Brock Hoffman’s Story
Let’s ask Brock Hoffman, an offensive lineman transferring to Virginia Tech this Fall. Many times when a student transfers it’s because the chances of starting and making a name for themselves are slim. However, this was not the reasoning for Hoffman’s transfer. Hoffman’s mom has an Acoustic Neuroma that resides on a nerve in her brain. As a result, she is suffering from facial paralysis, hearing loss, loss of sight, and many more issues that will continue to affect her for the rest of her life.
Like many of us would want to, Hoffman wanted to be closer to his mom and family to help support and care for them in this time of need. Let’s not forget that Brock is still an up and coming athlete with a bright future, headed to a well known D1 University, so he obviously would like to be able to hit the ground running and be able to play for them. Which is why he requested a medical family hardship waiver to gain eligibility upon his transfer to VT.
According to AthNet a website specifically designed to help guide and inform student-athletes on rules and regulations lists three things that are necessary to have an approved waiver for eligibility transfer: 1) it must be a life-threatening illness to an immediate family member (2) the student-athletes continued involvement for the care of this family member is considered (3) the condition must have gotten “worse” or had some change in diagnosis. Not stated on this website, but mentioned by Hoffman directly from his Twitter page, the school must also reside within a 100-mile radius of the family member they are wanting to care for.
- Acoustic neuromas rapidly increase in size and can prove fatal if not treated quickly and properly. Hoffman’s concern for not only his mother’s health but also for the quality of life she will be able to have after suffering from long term effects of this tumor is completely justified.
- The NCAA should take Hoffman’s desire to support his mother seriously regardless of if he is the sole caretaker or not. Lest we not forget he is still a full-time student and a full-time athlete.

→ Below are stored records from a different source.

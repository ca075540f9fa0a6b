//! Breadth-first path search on the four-connected grid.
//!
//! Neighbours are expanded in the fixed order up, right, down, left, so ties
//! between equally short paths always resolve the same way. The search stops
//! as soon as the goal is dequeued.

use std::collections::VecDeque;

use crate::env::WorldMap;
use crate::state::{Direction, EntitiesState, Position, Rotation};

/// How living enemies affect the search.
#[derive(Clone, Copy, Debug, PartialEq, Eq)]
pub enum EnemyOccupancy {
    /// Cells holding a living enemy are impassable, except the goal itself.
    AvoidExceptGoal,
    /// Enemies are not obstacles; only walls are.
    Ignore,
}

/// Shortest sequence of unit steps from `start` to `goal`.
///
/// Returns `Some(vec![])` when already there and `None` when the goal is not
/// walkable or not reachable.
pub fn find_path(
    map: &WorldMap,
    state: &EntitiesState,
    start: Position,
    goal: Position,
    occupancy: EnemyOccupancy,
) -> Option<Vec<Direction>> {
    if start == goal {
        return Some(Vec::new());
    }
    if !map.is_walkable(goal) {
        return None;
    }
    let start_index = map.index(start)?;

    let passable = |cell: Position| -> bool {
        if !map.is_walkable(cell) {
            return false;
        }
        match occupancy {
            EnemyOccupancy::Ignore => true,
            EnemyOccupancy::AvoidExceptGoal => cell == goal || !state.is_enemy_at(cell),
        }
    };

    // parent[i] = (previous cell index, step taken to reach i)
    let mut parent: Vec<Option<(usize, Direction)>> = vec![None; map.cell_count()];
    let mut visited = vec![false; map.cell_count()];
    let mut queue = VecDeque::from([start]);
    visited[start_index] = true;

    while let Some(current) = queue.pop_front() {
        if current == goal {
            return Some(reconstruct(map, &parent, start_index, goal));
        }
        let current_index = map.index(current)?;

        for (direction, next) in current.neighbours() {
            let Some(next_index) = map.index(next) else {
                continue;
            };
            if visited[next_index] || !passable(next) {
                continue;
            }
            visited[next_index] = true;
            parent[next_index] = Some((current_index, direction));
            queue.push_back(next);
        }
    }

    tracing::debug!(target: "game_core::navigation", %start, %goal, "no path");
    None
}

fn reconstruct(
    map: &WorldMap,
    parent: &[Option<(usize, Direction)>],
    start_index: usize,
    goal: Position,
) -> Vec<Direction> {
    let mut steps = Vec::new();
    let mut cursor = map.index(goal);
    while let Some(index) = cursor {
        if index == start_index {
            break;
        }
        match parent[index] {
            Some((previous, direction)) => {
                steps.push(direction);
                cursor = Some(previous);
            }
            None => break,
        }
    }
    steps.reverse();
    steps
}

/// Quarter turns needed to go from `current` to `target`.
///
/// A half turn goes right-right when facing right or up, left-left otherwise.
pub fn turns_between(current: Direction, target: Direction) -> &'static [Rotation] {
    const NONE: &[Rotation] = &[];
    const LEFT: &[Rotation] = &[Rotation::Left];
    const RIGHT: &[Rotation] = &[Rotation::Right];
    const RIGHT_RIGHT: &[Rotation] = &[Rotation::Right, Rotation::Right];
    const LEFT_LEFT: &[Rotation] = &[Rotation::Left, Rotation::Left];

    if current == target {
        NONE
    } else if current.rotated_left() == target {
        LEFT
    } else if current.rotated_right() == target {
        RIGHT
    } else if matches!(current, Direction::Right | Direction::Up) {
        RIGHT_RIGHT
    } else {
        LEFT_LEFT
    }
}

He may not be able to be her sole provider, but a desire to physically be there for emotional and physical support should be taken seriously as both have tremendous effects on the likelihood of a successful recovery.
- As anyone who has dealt with a sick family member knows, timelines are usually arbitrary. Doctors can certainly have an idea of what’s going to happen. However, to pretend that they can somehow accurately predict the outcome is foolish. 6 months can quickly turn into 2 days. Giving Hoffman the ability to still pursue his academic and athletic goals; while still being there for his mom should be a number one priority.
- 5 miles should not be the difference between a young man having to forfeit his life long career aspirations. Just because he wants something as simple as to be there for his family.
Inconsistencies with Transfer Eligibility:
Not only does Hoffman have a case based on those requirements, but the NCAA has granted transfer eligibility for much less. Tate Martell will be starting quarterback this fall due to a granted transfer eligibility waiver. Tate’s reason for transferring? A better quarterback is on his way to The Ohio State University and Martell wants to start. Nowhere on the CBS Sports webpage does it specify any special circumstances as to why Martell was able to be granted this transfer eligibility waiver, just merely that he was.
NCAA’s boasts of being “for” the students is all talk and no action. This needs to change. These young people have worked their whole lives to be where they are now. An investment like this should not become disavowed because of one organization. It is time to demand more consistent and better treatment of student-athletes all over the country. In 2017 alone the NCAA reported a revenue of 1.1 billion dollars, largely in part to those student-athletes they are mistreating. It is crucial that we no longer stay silent about the mistreatment of our aspiring young people. We must support them where the NCAA has obviously failed.